_SOURCE DATA:_
[Start of section]

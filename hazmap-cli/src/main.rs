use anyhow::Result;
use clap::{Parser, Subcommand};
use std::path::PathBuf;

mod commands;

/// Hazard exposure analysis CLI tool
#[derive(Parser)]
#[command(name = "hazmap")]
#[command(author, version, about, long_about = None)]
struct Cli {
    /// Directory containing <layer>.geojson files
    #[arg(short, long, env = "HAZMAP_DATA_DIR", global = true)]
    data_dir: Option<PathBuf>,

    /// PROJ.4 definition of the metric CRS (default: UTM zone 45N)
    #[arg(long, env = "HAZMAP_METRIC_PROJ", global = true)]
    metric_proj: Option<String>,

    #[command(subcommand)]
    command: Commands,
}

#[derive(Subcommand)]
enum Commands {
    /// List layer files and their feature counts
    List,

    /// Display information about one layer
    Info {
        /// Layer name (e.g., rivers, settlements)
        layer: String,
    },

    /// Find the feature nearest to a coordinate
    Nearest {
        /// Layer to search: road, settlement, river, local_unit or district
        #[arg(long)]
        layer: String,

        /// Latitude in decimal degrees
        #[arg(long)]
        lat: f64,

        /// Longitude in decimal degrees
        #[arg(long)]
        lon: f64,

        /// Output result as JSON
        #[arg(short, long)]
        json: bool,
    },

    /// Find the nearest feature for every row of a CSV file
    Batch {
        /// Input CSV file
        input: PathBuf,

        /// Layer to search
        #[arg(long)]
        layer: String,

        /// Output file (defaults to <input>_nearest.csv)
        #[arg(short, long)]
        output: Option<PathBuf>,

        /// Column name for latitude
        #[arg(long, default_value = "lat")]
        lat_col: String,

        /// Column name for longitude
        #[arg(long, default_value = "lon")]
        lon_col: String,
    },

    /// Run a flash-flood warning and write the result as JSON
    Flood {
        /// Base river buffer in meters
        #[arg(long, default_value = "500")]
        buffer: f64,

        /// Simulated rainfall: low, medium or high
        #[arg(long, default_value = "medium")]
        rainfall: String,

        /// Output file (prints to stdout if not specified)
        #[arg(short, long)]
        output: Option<PathBuf>,
    },

    /// Print vulnerability profiles of administrative units
    Profile {
        /// local_unit or district
        #[arg(long, default_value = "local_unit")]
        unit_type: String,

        /// Comma-separated unit ids
        #[arg(long)]
        fids: String,
    },
}

fn main() -> Result<()> {
    let cli = Cli::parse();
    let source = commands::StoreSource {
        data_dir: cli.data_dir,
        metric_proj: cli.metric_proj,
    };

    match cli.command {
        Commands::List => commands::list::run(&source),
        Commands::Info { layer } => commands::info::run(&source, &layer),
        Commands::Nearest {
            layer,
            lat,
            lon,
            json,
        } => commands::nearest::run(&source, &layer, lat, lon, json),
        Commands::Batch {
            input,
            layer,
            output,
            lat_col,
            lon_col,
        } => commands::batch::run(&source, &layer, input, output, &lat_col, &lon_col),
        Commands::Flood {
            buffer,
            rainfall,
            output,
        } => commands::flood::run(&source, buffer, &rainfall, output),
        Commands::Profile { unit_type, fids } => commands::profile::run(&source, &unit_type, &fids),
    }
}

[End of section]

_REQUIRED WORK:_
If a line in the records above has the word "degrees", copy it out.

_YOUR SOLUTION:_
        /// Latitude in decimal degrees
        /// Longitude in decimal degrees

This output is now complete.